Assigned task » From the records below, please return each line that holds the word "answer".

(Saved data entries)
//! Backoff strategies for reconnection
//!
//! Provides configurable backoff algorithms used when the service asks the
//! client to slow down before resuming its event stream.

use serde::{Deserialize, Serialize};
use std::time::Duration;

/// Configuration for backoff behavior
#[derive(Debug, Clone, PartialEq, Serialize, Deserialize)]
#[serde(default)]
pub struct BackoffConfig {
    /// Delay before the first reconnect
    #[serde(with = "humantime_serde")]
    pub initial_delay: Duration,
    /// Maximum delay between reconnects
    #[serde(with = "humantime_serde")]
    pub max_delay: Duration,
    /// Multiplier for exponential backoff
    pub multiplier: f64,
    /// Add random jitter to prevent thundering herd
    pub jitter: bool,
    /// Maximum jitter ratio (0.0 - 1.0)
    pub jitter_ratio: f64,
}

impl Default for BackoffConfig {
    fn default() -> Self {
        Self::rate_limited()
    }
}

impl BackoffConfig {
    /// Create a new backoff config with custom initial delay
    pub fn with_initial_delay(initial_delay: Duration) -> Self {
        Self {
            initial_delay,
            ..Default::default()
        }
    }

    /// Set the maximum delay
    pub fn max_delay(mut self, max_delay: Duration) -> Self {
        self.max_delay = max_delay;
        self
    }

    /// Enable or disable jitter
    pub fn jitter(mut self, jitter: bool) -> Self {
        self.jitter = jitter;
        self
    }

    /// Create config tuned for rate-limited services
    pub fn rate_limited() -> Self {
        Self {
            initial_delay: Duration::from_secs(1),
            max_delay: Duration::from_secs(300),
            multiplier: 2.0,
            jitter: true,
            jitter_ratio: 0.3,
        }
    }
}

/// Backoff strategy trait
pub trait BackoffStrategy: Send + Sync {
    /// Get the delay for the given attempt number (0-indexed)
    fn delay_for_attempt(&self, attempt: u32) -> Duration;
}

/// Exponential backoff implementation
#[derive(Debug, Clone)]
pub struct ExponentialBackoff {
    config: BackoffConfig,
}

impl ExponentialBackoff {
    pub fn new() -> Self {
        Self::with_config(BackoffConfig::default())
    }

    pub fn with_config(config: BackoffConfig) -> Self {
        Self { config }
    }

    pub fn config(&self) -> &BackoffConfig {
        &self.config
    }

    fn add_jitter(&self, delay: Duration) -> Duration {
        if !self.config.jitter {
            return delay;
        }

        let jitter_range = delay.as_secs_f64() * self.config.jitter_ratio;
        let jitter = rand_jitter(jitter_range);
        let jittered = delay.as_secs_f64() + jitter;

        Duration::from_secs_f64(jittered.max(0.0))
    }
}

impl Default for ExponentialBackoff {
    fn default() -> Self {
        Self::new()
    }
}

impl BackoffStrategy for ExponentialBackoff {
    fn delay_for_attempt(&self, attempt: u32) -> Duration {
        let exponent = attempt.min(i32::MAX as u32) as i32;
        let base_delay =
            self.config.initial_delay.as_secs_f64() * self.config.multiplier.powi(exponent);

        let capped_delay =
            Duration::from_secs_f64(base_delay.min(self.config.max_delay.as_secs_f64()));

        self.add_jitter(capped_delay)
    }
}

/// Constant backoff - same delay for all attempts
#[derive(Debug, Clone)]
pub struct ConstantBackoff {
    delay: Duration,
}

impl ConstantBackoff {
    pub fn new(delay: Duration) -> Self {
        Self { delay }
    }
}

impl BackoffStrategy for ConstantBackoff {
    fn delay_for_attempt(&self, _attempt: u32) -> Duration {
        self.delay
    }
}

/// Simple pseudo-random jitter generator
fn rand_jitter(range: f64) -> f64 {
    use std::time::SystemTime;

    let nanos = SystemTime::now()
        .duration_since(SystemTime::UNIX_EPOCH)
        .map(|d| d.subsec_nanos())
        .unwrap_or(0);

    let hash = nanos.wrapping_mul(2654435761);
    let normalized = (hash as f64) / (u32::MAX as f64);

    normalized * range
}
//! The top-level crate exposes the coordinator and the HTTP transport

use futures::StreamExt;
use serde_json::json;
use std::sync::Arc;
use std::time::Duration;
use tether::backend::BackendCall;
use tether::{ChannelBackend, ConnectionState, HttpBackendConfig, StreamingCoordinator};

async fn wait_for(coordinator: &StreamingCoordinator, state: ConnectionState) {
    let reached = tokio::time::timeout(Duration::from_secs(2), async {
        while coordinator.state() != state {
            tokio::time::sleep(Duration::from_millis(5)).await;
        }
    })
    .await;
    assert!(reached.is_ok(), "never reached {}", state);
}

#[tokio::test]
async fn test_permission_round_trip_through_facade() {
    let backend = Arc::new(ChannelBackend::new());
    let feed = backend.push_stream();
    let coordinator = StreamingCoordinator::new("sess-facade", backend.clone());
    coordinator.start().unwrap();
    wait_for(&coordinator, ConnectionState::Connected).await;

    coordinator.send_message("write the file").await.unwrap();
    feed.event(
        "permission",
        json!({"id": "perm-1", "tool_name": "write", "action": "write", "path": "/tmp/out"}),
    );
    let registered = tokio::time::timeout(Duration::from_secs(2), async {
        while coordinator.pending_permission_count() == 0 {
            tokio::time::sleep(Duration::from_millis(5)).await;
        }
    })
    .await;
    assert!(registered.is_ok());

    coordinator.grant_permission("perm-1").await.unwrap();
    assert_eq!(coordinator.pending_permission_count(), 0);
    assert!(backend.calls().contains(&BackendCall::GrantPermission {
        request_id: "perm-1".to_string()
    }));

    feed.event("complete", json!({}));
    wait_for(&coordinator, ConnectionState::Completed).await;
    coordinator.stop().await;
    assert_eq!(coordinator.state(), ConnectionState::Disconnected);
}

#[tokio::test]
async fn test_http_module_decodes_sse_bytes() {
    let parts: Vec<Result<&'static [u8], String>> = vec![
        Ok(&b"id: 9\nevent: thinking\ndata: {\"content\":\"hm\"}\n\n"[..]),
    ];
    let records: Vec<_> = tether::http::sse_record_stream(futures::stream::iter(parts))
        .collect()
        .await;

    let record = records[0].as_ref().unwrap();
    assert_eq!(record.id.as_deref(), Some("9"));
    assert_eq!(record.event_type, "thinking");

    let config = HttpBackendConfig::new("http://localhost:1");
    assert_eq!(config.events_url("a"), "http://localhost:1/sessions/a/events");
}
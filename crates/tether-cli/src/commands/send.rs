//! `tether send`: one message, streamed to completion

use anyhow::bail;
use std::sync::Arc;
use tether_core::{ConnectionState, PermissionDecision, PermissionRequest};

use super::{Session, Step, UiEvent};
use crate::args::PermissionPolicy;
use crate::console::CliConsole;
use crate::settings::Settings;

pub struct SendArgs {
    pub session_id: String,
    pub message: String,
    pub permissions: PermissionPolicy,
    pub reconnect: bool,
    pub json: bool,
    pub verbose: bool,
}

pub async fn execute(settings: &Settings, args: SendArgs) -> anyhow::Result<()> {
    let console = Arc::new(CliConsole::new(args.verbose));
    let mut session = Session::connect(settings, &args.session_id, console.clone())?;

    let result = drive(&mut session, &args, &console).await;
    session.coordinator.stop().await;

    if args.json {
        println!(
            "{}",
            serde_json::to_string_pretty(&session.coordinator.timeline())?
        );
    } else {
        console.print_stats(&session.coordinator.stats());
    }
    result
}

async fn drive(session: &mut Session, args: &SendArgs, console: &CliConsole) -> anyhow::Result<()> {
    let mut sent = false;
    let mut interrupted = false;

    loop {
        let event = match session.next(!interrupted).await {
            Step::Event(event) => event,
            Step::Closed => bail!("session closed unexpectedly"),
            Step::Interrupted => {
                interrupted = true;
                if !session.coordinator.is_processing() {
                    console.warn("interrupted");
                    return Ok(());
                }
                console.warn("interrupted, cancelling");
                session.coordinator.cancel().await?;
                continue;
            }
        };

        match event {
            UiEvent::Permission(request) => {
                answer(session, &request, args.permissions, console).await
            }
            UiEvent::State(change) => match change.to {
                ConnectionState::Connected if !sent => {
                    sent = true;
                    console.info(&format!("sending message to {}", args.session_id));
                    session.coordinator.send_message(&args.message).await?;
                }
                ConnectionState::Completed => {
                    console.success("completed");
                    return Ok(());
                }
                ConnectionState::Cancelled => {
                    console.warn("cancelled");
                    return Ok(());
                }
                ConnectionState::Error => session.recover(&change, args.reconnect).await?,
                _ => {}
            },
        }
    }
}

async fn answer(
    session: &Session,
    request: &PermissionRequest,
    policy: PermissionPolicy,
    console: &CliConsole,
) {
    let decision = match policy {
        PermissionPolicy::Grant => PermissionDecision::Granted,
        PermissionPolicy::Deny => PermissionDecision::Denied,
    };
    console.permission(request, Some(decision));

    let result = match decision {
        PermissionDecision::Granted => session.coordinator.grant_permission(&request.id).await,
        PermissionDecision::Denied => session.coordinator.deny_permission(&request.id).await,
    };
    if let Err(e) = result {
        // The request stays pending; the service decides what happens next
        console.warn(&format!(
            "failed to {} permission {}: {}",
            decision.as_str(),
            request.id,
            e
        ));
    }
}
...
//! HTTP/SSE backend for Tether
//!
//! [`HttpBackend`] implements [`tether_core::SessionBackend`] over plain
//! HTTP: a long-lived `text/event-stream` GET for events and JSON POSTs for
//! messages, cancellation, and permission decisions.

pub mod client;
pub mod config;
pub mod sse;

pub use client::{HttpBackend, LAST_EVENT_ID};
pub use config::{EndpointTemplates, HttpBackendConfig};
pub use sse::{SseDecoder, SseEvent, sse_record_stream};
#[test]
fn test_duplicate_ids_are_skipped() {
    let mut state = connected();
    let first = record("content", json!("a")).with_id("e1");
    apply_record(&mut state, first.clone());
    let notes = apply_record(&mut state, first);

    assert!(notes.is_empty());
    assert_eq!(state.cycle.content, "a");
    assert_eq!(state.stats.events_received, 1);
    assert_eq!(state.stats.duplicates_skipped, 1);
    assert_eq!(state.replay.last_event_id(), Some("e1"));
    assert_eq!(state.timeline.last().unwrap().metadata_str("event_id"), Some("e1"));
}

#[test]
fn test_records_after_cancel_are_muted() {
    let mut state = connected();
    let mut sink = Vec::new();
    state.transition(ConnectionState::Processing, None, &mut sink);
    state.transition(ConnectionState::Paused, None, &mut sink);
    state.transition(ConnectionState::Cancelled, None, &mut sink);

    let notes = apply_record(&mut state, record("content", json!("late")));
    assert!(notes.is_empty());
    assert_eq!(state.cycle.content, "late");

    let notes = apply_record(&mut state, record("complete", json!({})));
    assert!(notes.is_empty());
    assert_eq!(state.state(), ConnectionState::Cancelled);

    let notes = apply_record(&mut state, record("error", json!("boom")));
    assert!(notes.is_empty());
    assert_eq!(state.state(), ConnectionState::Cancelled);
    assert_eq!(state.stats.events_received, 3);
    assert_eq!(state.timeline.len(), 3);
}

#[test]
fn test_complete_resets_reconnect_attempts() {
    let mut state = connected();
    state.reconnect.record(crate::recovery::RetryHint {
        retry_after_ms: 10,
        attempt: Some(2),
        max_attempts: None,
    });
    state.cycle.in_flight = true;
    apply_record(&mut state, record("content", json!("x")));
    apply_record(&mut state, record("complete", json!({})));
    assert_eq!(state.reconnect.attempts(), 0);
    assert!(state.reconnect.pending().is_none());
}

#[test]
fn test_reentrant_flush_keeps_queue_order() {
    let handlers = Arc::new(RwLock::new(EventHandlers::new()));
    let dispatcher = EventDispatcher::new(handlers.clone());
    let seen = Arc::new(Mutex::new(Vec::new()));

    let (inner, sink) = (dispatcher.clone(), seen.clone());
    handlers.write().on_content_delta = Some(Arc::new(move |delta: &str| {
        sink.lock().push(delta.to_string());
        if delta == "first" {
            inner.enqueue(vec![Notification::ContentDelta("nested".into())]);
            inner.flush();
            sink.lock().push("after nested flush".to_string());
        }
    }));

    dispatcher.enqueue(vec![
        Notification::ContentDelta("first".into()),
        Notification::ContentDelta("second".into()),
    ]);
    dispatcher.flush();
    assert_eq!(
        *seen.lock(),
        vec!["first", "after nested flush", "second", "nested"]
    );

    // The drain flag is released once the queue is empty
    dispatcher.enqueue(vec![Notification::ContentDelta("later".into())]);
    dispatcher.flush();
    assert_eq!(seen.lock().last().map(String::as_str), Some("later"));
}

Response »
                answer(session, &request, args.permissions, console).await
async fn answer(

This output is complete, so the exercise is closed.